Penny Wise and Pound Foolish: Rockefeller pretty much sums it up...

... speaking broadly on the administration's fiscal attitudes at today's Senate Commerce Subcommittee on Aviation hearing on FAA Reauthorization

SEN. JOHN D. ROCKEFELLER IV (D-WV): My own predilection is that America's making a tremendous mistake, right now, by doing everything short-term and incrementally, that we're not looking at the big picture, that we have to virtually reconstruct America from every single point of view, from our education system, to our transportation system in all of its forms, to a war on terror, to homeland security. I mean, the list never ends.

But -- and I think we have about a 10 to 15-year window in which to do this. The next question is: How can you afford that?

I have absolutely no idea. But I do know this, that when President Clinton left office, he had a $5.6 trillion surplus.

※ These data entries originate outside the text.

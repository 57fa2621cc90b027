use super::*;

use std::cell::{Cell, RefCell};
use std::rc::Rc;
use std::sync::atomic::{AtomicUsize, Ordering};
use std::sync::Arc;

#[derive(Default)]
struct CountingScheduler {
    requests: AtomicUsize,
}

impl RuntimeScheduler for CountingScheduler {
    fn schedule_frame(&self) {
        self.requests.fetch_add(1, Ordering::SeqCst);
    }
}

#[test]
fn frame_callback_runs_once_with_frame_time() {
    let runtime = headless_runtime();
    let clock = runtime.frame_clock();
    let seen = Rc::new(RefCell::new(Vec::new()));

    let _registration = {
        let seen = Rc::clone(&seen);
        clock.with_frame_nanos(move |time| seen.borrow_mut().push(time))
    };
    assert!(runtime.has_frame_callbacks());
    assert!(runtime.needs_frame());

    runtime.drain_frame_callbacks(42);
    runtime.drain_frame_callbacks(84);

    assert_eq!(seen.borrow().as_slice(), &[42]);
    assert!(!runtime.has_frame_callbacks());
    assert!(!runtime.needs_frame());
}

#[test]
fn dropping_registration_cancels_callback() {
    let runtime = headless_runtime();
    let fired = Rc::new(Cell::new(false));

    let registration = {
        let fired = Rc::clone(&fired);
        runtime
            .frame_clock()
            .with_frame_nanos(move |_| fired.set(true))
    };
    drop(registration);
    runtime.drain_frame_callbacks(1);

    assert!(!fired.get());
    assert!(!runtime.has_frame_callbacks());
}

#[test]
fn explicit_cancel_removes_only_that_callback() {
    let runtime = headless_runtime();
    let clock = runtime.frame_clock();
    let fired = Rc::new(RefCell::new(Vec::new()));

    let first = {
        let fired = Rc::clone(&fired);
        clock.with_frame_nanos(move |_| fired.borrow_mut().push("first"))
    };
    let _second = {
        let fired = Rc::clone(&fired);
        clock.with_frame_nanos(move |_| fired.borrow_mut().push("second"))
    };
    first.cancel();
    runtime.drain_frame_callbacks(1);

    assert_eq!(fired.borrow().as_slice(), &["second"]);
}

#[test]
fn callbacks_registered_during_drain_wait_for_next_frame() {
    let runtime = headless_runtime();
    let handle = runtime.handle();
    let frames = Rc::new(RefCell::new(Vec::new()));
    let pending = Rc::new(RefCell::new(None));

    let _first = {
        let frames = Rc::clone(&frames);
        let pending_slot = Rc::clone(&pending);
        let clock = handle.frame_clock();
        clock.clone().with_frame_nanos(move |time| {
            frames.borrow_mut().push(time);
            let frames = Rc::clone(&frames);
            let next = clock.with_frame_nanos(move |time| frames.borrow_mut().push(time));
            pending_slot.borrow_mut().replace(next);
        })
    };

    runtime.drain_frame_callbacks(10);
    assert_eq!(frames.borrow().as_slice(), &[10]);
    assert!(runtime.has_frame_callbacks());

    runtime.drain_frame_callbacks(20);
    assert_eq!(frames.borrow().as_slice(), &[10, 20]);
}

#[test]
fn registration_after_runtime_drop_is_inactive() {
    let runtime = headless_runtime();
    let clock = runtime.frame_clock();
    drop(runtime);

    let registration = clock.with_frame_nanos(|_| {});
    assert!(!registration.is_active());
    assert!(!clock.runtime_handle().is_alive());
}

#[test]
fn with_frame_millis_converts_time() {
    let runtime = headless_runtime();
    let millis = Rc::new(Cell::new(0u64));
    let _registration = {
        let millis = Rc::clone(&millis);
        runtime
            .frame_clock()
            .with_frame_millis(move |time| millis.set(time))
    };
    runtime.drain_frame_callbacks(33_000_000);
    assert_eq!(millis.get(), 33);
}

#[test]
fn state_writes_bump_version_and_request_frame() {
    let scheduler = Arc::new(CountingScheduler::default());
    let runtime = Runtime::new(scheduler.clone());
    let state = MutableState::with_runtime(1.0f32, runtime.handle());
    let view = state.as_state();

    assert_eq!(view.version(), 0);
    state.set_value(2.0);
    state.update(|value| *value += 0.5);

    assert_eq!(view.get(), 2.5);
    assert_eq!(view.version(), 2);
    assert_eq!(scheduler.requests.load(Ordering::SeqCst), 2);
    assert!(runtime.needs_frame());
}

He may not, because of his Congress at the time, have been able to get away with it, but he could have figured something out with his lawyers, to take that $5.6 trillion, not use it into paying down debt but to use it to, for the one time in our recent life, in generational life, to create a construction fund, you know, a "build America" fund, everything from education to transportation to everything else.

We have enormous needs. We are not meeting them. At the rate that we are going, we will not meet them.

We have become a Congress and a society of incrementalists because we are forced to do that by our economic situation and by various things going on in the world and the rest of it. And we're not going to make it, in my judgment.

Just speaking as chairman of the Intelligence Committee, I don't think we're going to make it. I don't think we have the time to make it, unless we do these things in a fairly short period time.

2 comments:

Unknown said...

He's seriously recommending that we should spend on public works rather than pay down the national debt?

eudaimonia said...

But it's just hypothetical, since that surplus is long gone now. And I agree it would have been a stupid Robin Hood-esque thing for Clinton to have done back then, unless he had some prescience about how much was going to be stolen from the public infrastructure by his successor. But I don't think the worst pessimist could have imagined our current reality, so yeah, it would have been a stupid thing for him to have done.